System Identification
Syllabus, Master's level, 1RT880
This course has been discontinued.
- Code
- 1RT880
- Education cycle
- Second cycle
- Main field(s) of study and in-depth level
- Technology A1F
- Grading system
- Fail (U), Pass (3), Pass with credit (4), Pass with distinction (5)
- Finalised by
- The Faculty Board of Science and Technology, 28 November 2011
- Responsible department
- Department of Information Technology
General provisions
lkjljkjlklkj
Entry requirements
120 credits.

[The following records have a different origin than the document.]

//! Single-source depth-first path finders.
//!
//! Two formulations of the same traversal are provided: [`DepthFirstPaths`]
//! recurses on the call stack, [`IterativeDepthFirstPaths`] drives an
//! explicit stack of `(vertex, next-neighbor-index)` frames. For every graph
//! and source the two mark vertices in the same order and record the same
//! predecessor for each marked vertex, so `has_path_to` and `path_to` agree
//! exactly between them. The iterative form is the one to reach for on
//! graphs deep enough to threaten the call stack.
//!
//! Both finders compute the full reachability set eagerly at construction;
//! queries never traverse the graph again.

use std::fmt;

use crate::graph::{Graph, GraphError};

// ---------------------------------------------------------------------------
// PathsError
// ---------------------------------------------------------------------------

/// Errors that can occur when constructing a path finder.
#[derive(Debug, Clone, PartialEq, Eq)]
pub enum PathsError {
    /// The source vertex is not a vertex of the graph.
    SourceOutOfRange {
        /// The offending source vertex id.
        source: usize,
        /// The graph's vertex count; valid sources are `0..vertices`.
        vertices: usize,
    },
}

impl fmt::Display for PathsError {
    fn fmt(&self, f: &mut fmt::Formatter<'_>) -> fmt::Result {
        match self {
            PathsError::SourceOutOfRange { source, vertices } => {
                write!(
                    f,
                    "source vertex must be within range [0,{vertices}), invalid vertex {source}"
                )
            }
        }
    }
}

impl std::error::Error for PathsError {}

// ---------------------------------------------------------------------------
// Shared traversal state
// ---------------------------------------------------------------------------

/// Reachability data computed by a depth-first traversal from a fixed source.
///
/// `marked[v]` records whether `v` was reached; `edge_to[v]` records the
/// vertex from which `v` was first discovered. The predecessor chain from
/// any marked vertex terminates at the source — the traversal only ever
/// records a predecessor for a vertex at the moment it is first marked, so
/// the recorded structure is a tree rooted at the source even when the
/// graph itself has cycles.
#[derive(Debug, Clone)]
struct Discovery {
    source: usize,
    marked: Vec<bool>,
    edge_to: Vec<usize>,
}

impl Discovery {
    /// Validates `source` against `graph` and seeds the state with the
    /// source marked. No traversal happens here.
    fn new(graph: &Graph, source: usize) -> Result<Self, PathsError> {
        if source >= graph.vertex_count() {
            return Err(PathsError::SourceOutOfRange {
                source,
                vertices: graph.vertex_count(),
            });
        }
        let mut marked = vec![false; graph.vertex_count()];
        marked[source] = true;
        Ok(Self {
            source,
            marked,
            edge_to: vec![0; graph.vertex_count()],
        })
    }

    fn has_path_to(&self, graph: &Graph, v: usize) -> Result<bool, GraphError> {
        graph.validate_vertex(v)?;
        Ok(self.marked[v])
    }

    /// Reconstructs the path from the source to `v` by walking `edge_to`
    /// backward and reversing. Returns `None` when `v` was not reached.
    fn path_to(&self, graph: &Graph, v: usize) -> Result<Option<Vec<usize>>, GraphError> {
        if !self.has_path_to(graph, v)? {
            return Ok(None);
        }
        let mut path = Vec::new();
        let mut current = v;
        loop {
            path.push(current);
            if current == self.source {
                break;
            }
            current = self.edge_to[current];
        }
        path.reverse();
        Ok(Some(path))
    }
}

// ---------------------------------------------------------------------------
// DepthFirstPaths (recursive)
// ---------------------------------------------------------------------------

/// Finds paths from a source vertex to every vertex reachable from it in an
/// undirected graph, using recursive depth-first search.
///
/// The traversal is pre-order: at each vertex the neighbors are examined in
/// adjacency (edge-insertion) order, and each unmarked neighbor's entire
/// reachable subtree is explored before the next sibling neighbor is
/// considered. Self-loops and parallel edges are absorbed by the marking —
/// an already-marked neighbor is simply skipped.
///
/// The graph must outlive the finder; results are computed once at
/// construction and never refreshed, so mutating the graph afterwards
/// leaves the finder describing the graph as it was.
#[derive(Debug)]
pub struct DepthFirstPaths<'g> {
    graph: &'g Graph,
    discovery: Discovery,
}

impl<'g> DepthFirstPaths<'g> {
    /// Builds the reachability data for `source` by depth-first recursion.
    ///
    /// # Errors
    ///
    /// Returns [`PathsError::SourceOutOfRange`] when `source` is not in
    /// `[0, graph.vertex_count())`.
    pub fn new(graph: &'g Graph, source: usize) -> Result<Self, PathsError> {
        let mut discovery = Discovery::new(graph, source)?;
        dfs(graph, &mut discovery, source);
        Ok(Self { graph, discovery })
    }

    /// Returns the source vertex this finder was built against.
    pub fn source(&self) -> usize {
        self.discovery.source
    }

    /// Returns `true` if the traversal reached `v` from the source.
    ///
    /// # Errors
    ///
    /// Returns [`GraphError::VertexOutOfRange`] when `v` is out of range.
    pub fn has_path_to(&self, v: usize) -> Result<bool, GraphError> {
        self.discovery.has_path_to(self.graph, v)
    }

    /// Returns the discovered path from the source to `v`, in order from
    /// source to target, or `None` if `v` is unreachable from the source.
    ///
    /// # Errors
    ///
    /// Returns [`GraphError::VertexOutOfRange`] when `v` is out of range.
    pub fn path_to(&self, v: usize) -> Result<Option<Vec<usize>>, GraphError> {
        self.discovery.path_to(self.graph, v)
    }
}

/// Recursive DFS step: visit each unmarked neighbor of `v` in adjacency
/// order, recording `v` as its predecessor before descending.
fn dfs(graph: &Graph, discovery: &mut Discovery, v: usize) {
    for &w in graph.adjacency(v) {
        if !discovery.marked[w] {
            discovery.edge_to[w] = v;
            discovery.marked[w] = true;
            dfs(graph, discovery, w);
        }
    }
}

// ---------------------------------------------------------------------------
// IterativeDepthFirstPaths
// ---------------------------------------------------------------------------

/// A stack frame of the explicit-stack traversal: a vertex and the index of
/// the next adjacency entry to examine when control is at (or returns to)
/// that vertex.
#[derive(Debug, Clone, Copy)]
struct Frame {
    vertex: usize,
    next: usize,
}

/// Finds paths from a source vertex to every vertex reachable from it,
/// producing results identical to [`DepthFirstPaths`] for every input.
///
/// The call stack of the recursive formulation is replaced by an explicit
/// stack of [`Frame`]s, one per vertex on the current traversal path. The
/// top frame's `next` index remembers where iteration over that vertex's
/// neighbors resumes after a descent returns, which is exactly the state
/// the recursive version keeps in its suspended loop — so vertices are
/// marked in the same order and `edge_to` comes out identical.
#[derive(Debug)]
pub struct IterativeDepthFirstPaths<'g> {
    graph: &'g Graph,
    discovery: Discovery,
}

impl<'g> IterativeDepthFirstPaths<'g> {
    /// Builds the reachability data for `source` with an explicit stack.
    ///
    /// # Errors
    ///
    /// Returns [`PathsError::SourceOutOfRange`] when `source` is not in
    /// `[0, graph.vertex_count())`.
    pub fn new(graph: &'g Graph, source: usize) -> Result<Self, PathsError> {
        let mut discovery = Discovery::new(graph, source)?;

        let mut stack = vec![Frame {
            vertex: source,
            next: 0,
        }];
        while let Some(frame) = stack.last_mut() {
            let adjacency = graph.adjacency(frame.vertex);
            if frame.next >= adjacency.len() {
                stack.pop();
                continue;
            }
            let w = adjacency[frame.next];
            frame.next += 1;
            if !discovery.marked[w] {
                discovery.edge_to[w] = frame.vertex;
                discovery.marked[w] = true;
                stack.push(Frame { vertex: w, next: 0 });
            }
        }

        Ok(Self { graph, discovery })
    }

    /// Returns the source vertex this finder was built against.
    pub fn source(&self) -> usize {
        self.discovery.source
    }

    /// Returns `true` if the traversal reached `v` from the source.
    ///
    /// # Errors
    ///
    /// Returns [`GraphError::VertexOutOfRange`] when `v` is out of range.
    pub fn has_path_to(&self, v: usize) -> Result<bool, GraphError> {
        self.discovery.has_path_to(self.graph, v)
    }

    /// Returns the discovered path from the source to `v`, in order from
    /// source to target, or `None` if `v` is unreachable from the source.
    ///
    /// # Errors
    ///
    /// Returns [`GraphError::VertexOutOfRange`] when `v` is out of range.
    pub fn path_to(&self, v: usize) -> Result<Option<Vec<usize>>, GraphError> {
        self.discovery.path_to(self.graph, v)
    }
}

// ---------------------------------------------------------------------------
// Tests
// ---------------------------------------------------------------------------

#[cfg(test)]
mod tests {
    #![allow(clippy::expect_used)]

    use super::*;

    /// Builds a graph from an edge list, panicking on out-of-range input.
    fn graph(vertices: usize, edges: &[(usize, usize)]) -> Graph {
        let mut g = Graph::new(vertices);
        for &(v, w) in edges {
            g.add_edge(v, w).expect("edge in range");
        }
        g
    }

    /// Asserts the same expectations against both finder variants.
    fn check_both(
        g: &Graph,
        source: usize,
        reached: &[usize],
        unreached: &[usize],
        paths: &[(usize, &[usize])],
    ) {
        let recursive = DepthFirstPaths::new(g, source).expect("valid source");
        let iterative = IterativeDepthFirstPaths::new(g, source).expect("valid source");

        for &v in reached {
            assert!(
                recursive.has_path_to(v).expect("in range"),
                "recursive: expected path to {v}"
            );
            assert!(
                iterative.has_path_to(v).expect("in range"),
                "iterative: expected path to {v}"
            );
        }
        for &v in unreached {
            assert!(
                !recursive.has_path_to(v).expect("in range"),
                "recursive: expected no path to {v}"
            );
            assert!(
                !iterative.has_path_to(v).expect("in range"),
                "iterative: expected no path to {v}"
            );
        }
        for &(v, want) in paths {
            assert_eq!(
                recursive.path_to(v).expect("in range").as_deref(),
                Some(want),
                "recursive path to {v}"
            );
            assert_eq!(
                iterative.path_to(v).expect("in range").as_deref(),
                Some(want),
                "iterative path to {v}"
            );
        }
    }

    #[test]
    fn source_out_of_range_is_an_error() {
        let g = graph(2, &[]);
        assert_eq!(
            DepthFirstPaths::new(&g, 2).expect_err("out of range"),
            PathsError::SourceOutOfRange {
                source: 2,
                vertices: 2
            }
        );
        assert_eq!(
            IterativeDepthFirstPaths::new(&g, 5).expect_err("out of range"),
            PathsError::SourceOutOfRange {
                source: 5,
                vertices: 2
            }
        );
    }

    #[test]
    fn path_to_source_is_the_source_alone() {
        let g = graph(3, &[(0, 1), (1, 2)]);
        let finder = DepthFirstPaths::new(&g, 1).expect("valid source");
        assert_eq!(finder.source(), 1);
        assert!(finder.has_path_to(1).expect("in range"));
        assert_eq!(finder.path_to(1).expect("in range"), Some(vec![1]));
    }

    #[test]
    fn unreached_vertex_has_no_path() {
        let g = graph(4, &[(0, 1), (2, 3)]);
        check_both(&g, 0, &[0, 1], &[2, 3], &[(0, &[0]), (1, &[0, 1])]);

        let finder = IterativeDepthFirstPaths::new(&g, 0).expect("valid source");
        assert_eq!(finder.path_to(3).expect("in range"), None);
    }

    #[test]
    fn self_loop_does_not_diverge() {
        let g = graph(2, &[(0, 1), (0, 0)]);
        check_both(&g, 0, &[0, 1], &[], &[(0, &[0]), (1, &[0, 1])]);
    }

    #[test]
    fn parallel_edge_is_skipped() {
        let g = graph(2, &[(0, 1), (1, 0)]);
        check_both(&g, 0, &[0, 1], &[], &[(0, &[0]), (1, &[0, 1])]);
    }

    #[test]
    fn cyclic_graph_paths_follow_adjacency_order() {
        let g = graph(
            8,
            &[
                (0, 1),
                (0, 6),
                (0, 7),
                (1, 6),
                (1, 2),
                (1, 4),
                (2, 3),
                (2, 4),
                (3, 4),
                (4, 5),
            ],
        );
        check_both(
            &g,
            0,
            &[0, 1, 2, 3, 4, 5, 6, 7],
            &[],
            &[
                (0, &[0]),
                (1, &[0, 1]),
                (2, &[0, 1, 2]),
                (3, &[0, 1, 2, 3]),
                (4, &[0, 1, 2, 3, 4]),
                (5, &[0, 1, 2, 3, 4, 5]),
                (6, &[0, 1, 6]),
                (7, &[0, 7]),
            ],
        );
    }

    #[test]
    fn isolated_source_reaches_only_itself() {
        let g = graph(3, &[(1, 2)]);
        check_both(&g, 0, &[0], &[1, 2], &[(0, &[0])]);
    }

    #[test]
    fn query_with_out_of_range_vertex_is_an_error() {
        let g = graph(2, &[(0, 1)]);
        let finder = DepthFirstPaths::new(&g, 0).expect("valid source");
        assert_eq!(
            finder.has_path_to(2),
            Err(GraphError::VertexOutOfRange {
                vertex: 2,
                vertices: 2
            })
        );
        assert_eq!(
            finder.path_to(9),
            Err(GraphError::VertexOutOfRange {
                vertex: 9,
                vertices: 2
            })
        );
    }

    #[test]
    fn paths_never_repeat_a_vertex() {
        // Dense cycles plus loops and duplicates; any revisit would show up
        // as a repeated id in some reconstructed path.
        let g = graph(
            5,
            &[(0, 1), (1, 2), (2, 0), (2, 2), (1, 2), (3, 4), (0, 3)],
        );
        let finder = DepthFirstPaths::new(&g, 0).expect("valid source");
        for v in 0..5 {
            if let Some(path) = finder.path_to(v).expect("in range") {
                let mut seen = vec![false; 5];
                for &u in &path {
                    assert!(!seen[u], "vertex {u} repeated in path to {v}: {path:?}");
                    seen[u] = true;
                }
                assert_eq!(path.first(), Some(&0));
                assert_eq!(path.last(), Some(&v));
            }
        }
    }
}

Probability and statistics, Signals and systems, Automatic control I, Automatic control II.
Learning outcomes
Students who pass the course should be able to
- describe the different phases that constitute the process of building models, from identification experiment to model validation
- account for and apply the stochastic concepts used in analysis of system identification methods
- explain why different system identification methods and model structures are necessary in engineering practice
- describe and motivate basic properties of identification methods like the least squares method, the prediction error method, the instrumental variable method, as well as to solve simple problems that illustrate these properties
- explain the advantages and challenges when identifying feedback systems in closed loop
- describe the principles behind recursive identification and its fields of application
- explain the usefulness of realisation theory in the context of system identification, and how it is employed in subspace identification techniques
- show hands-on experience with analysing actual data, have working knowledge of the available tools, and to reason how to choose identification methods and model structures for real-life problems.
Content
The system identification problem - from data to model, recursive and batch. Model structures and input signals. The least squares, prediction error and the instrumental variable approaches. The stochastic setting. Model validation and practical aspects. Identification of feedback systems. Recursive identification schemes. State space representations. Deterministic realisation theory. Subspace identification for multivariable (MIMO) systems. Stochastic realisation and subspace identification.
Laboratory work.
Project work: The theoretical study will be complemented with project works on realistic case studies. Emphasis will be given to hands-on practice, implementing algorithms, data processing and critical evaluation of results, culminating in a written report.
Instruction
Lectures, laboratory work and project work.
Assessment
Written examination (7 credits) and project work (3 credits).